Kapitel 41

811 115 23
                                    

Lucifer trat in sein Schlafzimmer und sein Blick fiel sofort auf sein Bett, welches zerwühlt war. Jemand hatte darin gelegen und das konnte nur eine Person gewesen sein. Für einen Moment zuckten seine Mundwinkel. Er trug Maze mit sich in den Waschraum. „Wasche dich, ich warte draußen", sagte er und setzte den Engel ab. Stumm nickte dieser und begann sich zu entkleiden. Lucifer warf einen letzten Blick auf den sinnlichen Rücken.

Maze brauchte nicht lange und verließ den Waschraum in einem lockeren weißen Oberteil und einer schwarzen Hose bekleidet. Seine Haare waren noch leicht feucht. Seine waldgrünen Augen blickten Lucifer an.

Der Höllenfürst wusch sich den Schmutz der letzten Tage vom Körper. In seiner Gefangenschaft hatten sich immer wieder die Szenen vom Kampf abgespielt, dem Blick in Maze' Augen.

Stumm trat er aus dem Waschraum und erblickte den Engel, wie er auf der Kante seines Bettes saß. „Lucifer", sagte Maze, doch er sprach nicht weiter. Zwischen ihnen standen so viele ungesagte Worte.

Lucifer ergriff Maze' Hand und zog ihn an sich. „Schließ die Augen." Der Engel gehorchte und er trat hinter diesen. Mit einer Handbewegung rief er ein Portal und führte Maze hindurch.

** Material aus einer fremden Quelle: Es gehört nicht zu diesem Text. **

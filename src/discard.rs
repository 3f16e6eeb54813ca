//! Discard provider: accepts everything, stores nothing.
//!
//! Every publish is dropped, every receive returns immediately with no
//! message, and close is a no-op. Useful for wiring tests and for
//! switching a deployment's output off by configuration alone.

use std::sync::Arc;
use std::time::Duration;

use crate::api::{
    Client, MetadataClient, Producer, QueuingConsumer, QueuingHandle, Shard, StreamingConsumer,
    Topic,
};
use crate::cursor::Cursor;
use crate::error::BrokerError;
use crate::id;
use crate::message::Message;

pub struct DiscardClient;

impl DiscardClient {
    pub fn new() -> Self {
        DiscardClient
    }
}

impl Default for DiscardClient {
    fn default() -> Self {
        Self::new()
    }
}

impl Client for DiscardClient {
    fn topic_of(&self, name: &str) -> Result<Arc<dyn Topic>, BrokerError> {
        Ok(Arc::new(DiscardTopic {
            name: name.to_string(),
        }))
    }

    fn last_message(&self, _topic: &str, _shard_id: &str) -> Result<Option<Message>, BrokerError> {
        Ok(None)
    }

    fn is_closed(&self) -> bool {
        false
    }

    fn close(&self) {}
}

pub struct DiscardTopic {
    name: String,
}

impl Topic for DiscardTopic {
    fn name(&self) -> &str {
        &self.name
    }

    fn producer(&self) -> Result<Arc<dyn Producer>, BrokerError> {
        Ok(Arc::new(DiscardProducer {
            topic: self.name.clone(),
        }))
    }

    fn first_shard(&self) -> String {
        "the-only-shard".to_string()
    }

    fn shard_of(&self, _shard_id: &str) -> Result<Arc<dyn Shard>, BrokerError> {
        Ok(Arc::new(DiscardShard {
            topic: self.name.clone(),
        }))
    }

    fn metadata(&self) -> Arc<dyn MetadataClient> {
        Arc::new(DiscardMetadataClient {
            topic: self.name.clone(),
        })
    }

    fn is_closed(&self) -> bool {
        false
    }

    fn close(&self) {}
}

struct DiscardProducer {
    topic: String,
}

impl Producer for DiscardProducer {
    fn topic(&self) -> &str {
        &self.topic
    }

    fn publish(&self, _messages: Vec<Message>) -> Result<(), BrokerError> {
        Ok(())
    }

    fn is_closed(&self) -> bool {
        false
    }

    fn close(&self) {}
}

struct DiscardShard {
    topic: String,
}

impl Shard for DiscardShard {
    fn shard_id(&self) -> &str {
        "the-only-shard"
    }

    fn supports_streaming(&self) -> bool {
        true
    }

    fn supports_queuing(&self) -> bool {
        true
    }

    fn streaming_consumer(
        &self,
        _initial_position: Cursor,
    ) -> Result<Arc<dyn StreamingConsumer>, BrokerError> {
        Ok(Arc::new(DiscardStreamingConsumer {
            topic: self.topic.clone(),
        }))
    }

    fn queuing_consumer(&self) -> Result<Arc<dyn QueuingConsumer>, BrokerError> {
        Ok(Arc::new(DiscardQueuingConsumer {
            topic: self.topic.clone(),
        }))
    }

    fn cursor_at_last_message(&self) -> Result<Option<Cursor>, BrokerError> {
        Ok(None)
    }

    fn cursor_after_last_message(&self) -> Result<Cursor, BrokerError> {
        Ok(Cursor::at_ulid(id::beginning_of(id::current_millis()), true))
    }

    fn close(&self) {}
}

struct DiscardStreamingConsumer {
    topic: String,
}

impl StreamingConsumer for DiscardStreamingConsumer {
    fn topic(&self) -> &str {
        &self.topic
    }

    fn receive(&self, _timeout: Duration) -> Result<Option<Message>, BrokerError> {
        Ok(None)
    }

    fn seek(&self, _timestamp_ms: u64) {}

    fn current_position(&self) -> Cursor {
        Cursor::at_ulid(id::beginning_of_time(), true)
    }

    fn is_closed(&self) -> bool {
        false
    }

    fn close(&self) {}
}

struct DiscardQueuingConsumer {
    topic: String,
}

impl QueuingConsumer for DiscardQueuingConsumer {
    fn topic(&self) -> &str {
        &self.topic
    }

    fn receive(&self, _timeout: Duration) -> Result<Option<Box<dyn QueuingHandle>>, BrokerError> {
        Ok(None)
    }

    fn is_closed(&self) -> bool {
        false
    }

    fn close(&self) {}
}

struct DiscardMetadataClient {
    topic: String,
}

impl MetadataClient for DiscardMetadataClient {
    fn topic(&self) -> &str {
        &self.topic
    }

    fn keys(&self) -> Vec<String> {
        Vec::new()
    }

    fn get(&self, _key: &str) -> Option<Vec<u8>> {
        None
    }

    fn put(&self, _key: &str, _value: Vec<u8>) {}

    fn remove(&self, _key: &str) {}
}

Maze spürte die Vibration, doch er ließ die Augen geschlossen. Ein leichter Wind blies ihm ins Gesicht. Sie waren nicht mehr in Lucifers Anwesen. „Öffne deine Augen." Als er sie öffnete, erblickte er Rot. Weit und breit nur roter Sand. Sie befanden sich in einer Wüste, aus deren Boden große Felsen emporwuchsen. An einer Felswand vor ihnen befand sich eine großeDecke mit Kissen. Die Sonne wanderte langsam Richtung Horizont und der Himmel leuchtete in einem in den Farben von Gold bis Rot. Keine Wolke verdeckten diesen Anblick. Er sog die Eindrücke in sich auf. Weshalb hat er mich hierhergebracht?

Sein Dämon setzte sich auf den weichen Untergrund und lehnte sich an die Felswand hinter ihnen. Er bedeutete ihm, sich zu ihm zu setzen, und Maze setzte sich zwischen dessen Beine, lehnte sich an seine Brust. Dessen Arme schlossen sich um ihn. So saßen sie dort, genossen den Anblick, wie die Sonne langsam versank. Es war friedlich.

„Dieser Ort war der erste, den ich erblickte, nachdem der Himmel mich verstoßen hat. Unendliche Leere. Keine Erinnerungen. Keine Bestimmung. Nur einen Namen", sprach Lucifer leise. „Hier saß ich, wartete darauf, dass mein Leben ein Ende fand." Es war das erste Mal, dass er darüber sprach.

Seine Hand fuhr zu Maze' und verschränkte sich mit ihr. „Doch als meine Zeit gekommen war, erschien eine Frau vor mir. Sie sagte mir, dass ich noch nicht sterben kann, dass ich eine Bestimmung hätte. Sie gab mir meine Erinnerung zurück." Er konnte sich an diesen Moment erinnern, als wäre es gestern gewesen. „In diesem Moment spürte ich einen Zorn, den ich all den Jahrhunderten zuvor nicht empfunden habe. Einen tiefen Zorn gegenüber der Person, die mich verraten hat, der ich mein Leben anvertraut habe. Es änderte alles."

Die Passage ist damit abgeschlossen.